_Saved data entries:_

══════════════════════════════

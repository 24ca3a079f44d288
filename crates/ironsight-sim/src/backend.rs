//! Capabilities the combat core consumes from the rendering/world backend.
//!
//! The core never creates meshes or sprites itself. It asks a
//! [`WorldGeometry`] for ray intersections and a [`VisualBackend`] for
//! sprite instances. [`HeadlessVisuals`] is an in-memory backend used by the
//! headless runner and by tests.

use std::collections::HashMap;

use glam::{Quat, Vec3};

use ironsight_core::enums::AssetKind;
use ironsight_core::error::CombatError;
use ironsight_core::types::{AtlasHandle, CollidableHandle, Ray, RayHit, SpriteFrame, VisualHandle};

/// Static, collidable world geometry.
pub trait WorldGeometry {
    /// All collidables, in a stable order. Ties in the nearest-hit search
    /// are broken by this order.
    fn list_collidables(&self) -> Vec<CollidableHandle>;

    /// Intersect `ray` with one collidable. Returns `None` when there is no
    /// intersection within `max_distance`.
    fn intersect_ray(&self, ray: &Ray, max_distance: f32, handle: CollidableHandle)
        -> Option<RayHit>;
}

/// Sprite/plane instancing.
pub trait VisualBackend {
    /// Load a shared texture atlas.
    fn load_atlas(&mut self, asset: AssetKind) -> AtlasHandle;

    fn release_atlas(&mut self, atlas: AtlasHandle);

    /// Spawn an instance of `asset` from its loaded `atlas`. Fails with
    /// [`CombatError::ResourceUnavailable`] when the atlas is gone.
    fn spawn_oriented(
        &mut self,
        asset: AssetKind,
        atlas: AtlasHandle,
        position: Vec3,
        orientation: Quat,
        frame: SpriteFrame,
    ) -> Result<VisualHandle, CombatError>;

    /// Move an instance and change the frame it shows.
    fn update(&mut self, handle: VisualHandle, position: Vec3, frame: SpriteFrame);

    fn dispose(&mut self, handle: VisualHandle);
}

/// One live instance in [`HeadlessVisuals`].
#[derive(Debug, Clone, Copy)]
pub struct HeadlessVisual {
    pub asset: AssetKind,
    pub position: Vec3,
    pub orientation: Quat,
    pub frame: SpriteFrame,
}

/// Backend that keeps visuals in memory and counts what happens to them.
#[derive(Debug, Default)]
pub struct HeadlessVisuals {
    next_atlas: u32,
    next_visual: u32,
    atlases: HashMap<AtlasHandle, AssetKind>,
    live: HashMap<VisualHandle, HeadlessVisual>,
    atlas_loads: usize,
}

impl HeadlessVisuals {
    pub fn new() -> Self {
        Self::default()
    }

    pub fn get(&self, handle: VisualHandle) -> Option<&HeadlessVisual> {
        self.live.get(&handle)
    }

    pub fn live_count(&self) -> usize {
        self.live.len()
    }

    /// Live instances spawned from `asset`.
    pub fn live_of(&self, asset: AssetKind) -> usize {
        self.live.values().filter(|v| v.asset == asset).count()
    }

    /// Number of `load_atlas` calls so far.
    pub fn atlas_loads(&self) -> usize {
        self.atlas_loads
    }

    pub fn loaded_atlases(&self) -> usize {
        self.atlases.len()
    }

    /// Drop an atlas behind the cache's back, as a lost graphics context would.
    pub fn evict_atlas(&mut self, asset: AssetKind) {
        self.atlases.retain(|_, a| *a != asset);
    }
}

impl VisualBackend for HeadlessVisuals {
    fn load_atlas(&mut self, asset: AssetKind) -> AtlasHandle {
        let handle = AtlasHandle(self.next_atlas);
        self.next_atlas += 1;
        self.atlas_loads += 1;
        self.atlases.insert(handle, asset);
        handle
    }

    fn release_atlas(&mut self, atlas: AtlasHandle) {
        self.atlases.remove(&atlas);
    }

    fn spawn_oriented(
        &mut self,
        asset: AssetKind,
        atlas: AtlasHandle,
        position: Vec3,
        orientation: Quat,
        frame: SpriteFrame,
    ) -> Result<VisualHandle, CombatError> {
        if self.atlases.get(&atlas) != Some(&asset) {
            return Err(CombatError::ResourceUnavailable { asset });
        }
        let handle = VisualHandle(self.next_visual);
        self.next_visual += 1;
        self.live.insert(
            handle,
            HeadlessVisual {
                asset,
                position,
                orientation,
                frame,
            },
        );
        Ok(handle)
    }

    fn update(&mut self, handle: VisualHandle, position: Vec3, frame: SpriteFrame) {
        if let Some(visual) = self.live.get_mut(&handle) {
            visual.position = position;
            visual.frame = frame;
        }
    }

    fn dispose(&mut self, handle: VisualHandle) {
        self.live.remove(&handle);
    }
}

══════════════════════════════

_REQUIRED WORK:_ If a line in the records above holds the string "impl", copy it.

_RESULT OF THE EXERCISE:_
impl HeadlessVisuals {
impl VisualBackend for HeadlessVisuals {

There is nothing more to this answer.